He was fixin’ on a paper collar, to the lookin’-glass, and he says, in a kind of cherk, genteel way, and with a polite tone.
“I s’pose I shall go to the weddin’.”
You might jist as well exhort the winds to stop blowin’ when it is out on a regular spree, as to stop him when he gets to behavin’. But I guess he got the worst of it in this affair. I guess his aunt Doodle skeert him, she took on so, when he segested the idea of her marryin’ to another man.
She bust right out a cryin’, took her handkerchief out, and rubbed both her eyes with both hands, her elbows standin’ out most straight. She took on awful.
“Oh, Doodle! Doodle!” says she. “What if you had lived to hear your relict laughed at about marryin’ to another man. Oh! what agony it would have brought to your dear linements. Oh! I can’t bear it, I can’t. Oh! when I think of that dear man, how he worshipped the ground I walked on, and the neighbors said he did, they said he thought more of the ground, than he did of me; but he didn’t, he worshipped us both; and what his feelings be, if he had lived, to hear his widder laughed at about another man?”

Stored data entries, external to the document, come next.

use chrono::NaiveDate;
use clap::{Args, Parser, Subcommand, ValueEnum};
use engine::TransactionKind;

#[derive(Parser, Debug)]
#[command(name = "spendbook")]
#[command(about = "Personal finance ledger with per-account totals and daily statistics")]
pub struct Cli {
    /// Database connection string, overrides the configured database.
    #[arg(long, env = "DATABASE_URL", global = true)]
    pub database_url: Option<String>,

    /// Print results as JSON.
    #[arg(long, global = true)]
    pub json: bool,

    #[command(subcommand)]
    pub command: Command,
}

#[derive(Subcommand, Debug)]
pub enum Command {
    /// Manage accounts.
    Account(Account),
    /// Record and edit ledger entries.
    Entry(Entry),
    /// Read daily statistic buckets.
    Stats(Stats),
    /// Check or rebuild the aggregates of an account from its ledger.
    Aggregates(Aggregates),
}

#[derive(Args, Debug)]
pub struct Account {
    #[command(subcommand)]
    pub command: AccountCommand,
}

#[derive(Subcommand, Debug)]
pub enum AccountCommand {
    Create(AccountCreateArgs),
    Show { id: i64 },
    List(AccountListArgs),
    Delete(AccountDeleteArgs),
}

#[derive(Args, Debug)]
pub struct AccountCreateArgs {
    #[arg(long)]
    pub owner: i64,
    #[arg(long)]
    pub title: String,
    #[arg(long)]
    pub description: Option<String>,
    #[arg(long, default_value = "EUR")]
    pub currency: String,
}

#[derive(Args, Debug)]
pub struct AccountListArgs {
    #[arg(long)]
    pub owner: i64,
    #[command(flatten)]
    pub page: PageArgs,
}

#[derive(Args, Debug)]
pub struct AccountDeleteArgs {
    pub id: i64,
    #[arg(long)]
    pub owner: i64,
}

#[derive(Args, Debug)]
pub struct PageArgs {
    #[arg(long, default_value_t = 1)]
    pub page: u64,
    #[arg(long, default_value_t = 20)]
    pub limit: u64,
    /// Sort key, prefixed with `-` for descending order.
    #[arg(long, default_value = "id", allow_hyphen_values = true)]
    pub sort: String,
}

impl PageArgs {
    pub fn to_page(&self) -> engine::Page {
        engine::Page::new(self.page, self.limit).sort(self.sort.clone())
    }
}

#[derive(Clone, Copy, Debug, ValueEnum)]
pub enum KindArg {
    Income,
    Expense,
}

impl From<KindArg> for TransactionKind {
    fn from(value: KindArg) -> Self {
        match value {
            KindArg::Income => TransactionKind::Income,
            KindArg::Expense => TransactionKind::Expense,
        }
    }
}

#[derive(Args, Debug)]
pub struct Entry {
    #[command(subcommand)]
    pub command: EntryCommand,
}

#[derive(Subcommand, Debug)]
pub enum EntryCommand {
    Add(EntryAddArgs),
    Edit(EntryEditArgs),
    Delete(EntryDeleteArgs),
    Show { id: i64 },
    List(EntryListArgs),
}

#[derive(Args, Debug)]
pub struct EntryAddArgs {
    #[arg(long)]
    pub user: i64,
    #[arg(long)]
    pub account: i64,
    #[arg(long, value_enum)]
    pub kind: KindArg,
    #[arg(long)]
    pub title: String,
    /// Decimal amount in the account currency, e.g. `12.50`.
    #[arg(long)]
    pub amount: String,
    #[arg(long)]
    pub payday: NaiveDate,
    #[arg(long)]
    pub description: Option<String>,
    #[arg(long = "tag")]
    pub tags: Vec<String>,
}

#[derive(Args, Debug)]
pub struct EntryEditArgs {
    pub id: i64,
    #[arg(long)]
    pub user: i64,
    #[arg(long, value_enum)]
    pub kind: Option<KindArg>,
    #[arg(long)]
    pub title: Option<String>,
    #[arg(long)]
    pub amount: Option<String>,
    #[arg(long)]
    pub payday: Option<NaiveDate>,
    #[arg(long)]
    pub description: Option<String>,
    /// Replaces the tags of the entry.
    #[arg(long = "tag")]
    pub tags: Vec<String>,
    #[arg(long, conflicts_with = "tags")]
    pub clear_tags: bool,
}

#[derive(Args, Debug)]
pub struct EntryDeleteArgs {
    pub id: i64,
    #[arg(long)]
    pub user: i64,
}

#[derive(Args, Debug)]
pub struct EntryListArgs {
    #[arg(long)]
    pub user: i64,
    /// Only list the entries of this account.
    #[arg(long)]
    pub account: Option<i64>,
    #[arg(long, default_value = "")]
    pub title: String,
    #[arg(long = "tag")]
    pub tags: Vec<String>,
    /// First payday included.
    #[arg(long)]
    pub from: Option<NaiveDate>,
    /// First payday excluded.
    #[arg(long)]
    pub to: Option<NaiveDate>,
    #[command(flatten)]
    pub page: PageArgs,
}

#[derive(Args, Debug)]
pub struct Stats {
    #[command(subcommand)]
    pub command: StatsCommand,
}

#[derive(Subcommand, Debug)]
pub enum StatsCommand {
    /// Buckets with `after <= date < before`.
    Range(StatsRangeArgs),
}

#[derive(Args, Debug)]
pub struct StatsRangeArgs {
    #[arg(long)]
    pub account: i64,
    #[arg(long)]
    pub after: NaiveDate,
    #[arg(long)]
    pub before: NaiveDate,
    /// Print only the totals of the range.
    #[arg(long)]
    pub summary: bool,
}

#[derive(Args, Debug)]
pub struct Aggregates {
    #[command(subcommand)]
    pub command: AggregatesCommand,
}

#[derive(Subcommand, Debug)]
pub enum AggregatesCommand {
    Verify { account: i64 },
    Recompute { account: i64 },
}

She sobbed like an infant babe, and I came to the buttery door, I was a makin’ some cherry pies and fruit-cake, and I came to the door, with my nutmeg-grater in my hand, and winked at Thomas, not to say another word to hurt her feelin’s. I winked twice or three times at him, real, severe winks. And he took up one of his law books, and went to readin’, and I went back to my cake. But I kep’ one eye out at her, not knowin’ what trouble of mind might lead her into. She kep’ her handkerchief over her eyes and groaned badly for nearly nine minutes, I should judge. And then she spoke out from under it:
“Do you call Solomon Cypher good lookin’, Tommy?”
“Oh! from fair to middlin’,” says Thomas J.
And then she bust out again. “Oh! when I think what a linement Mr. Doodle had on him, how can I think of any other man? I can’t! I can’t!”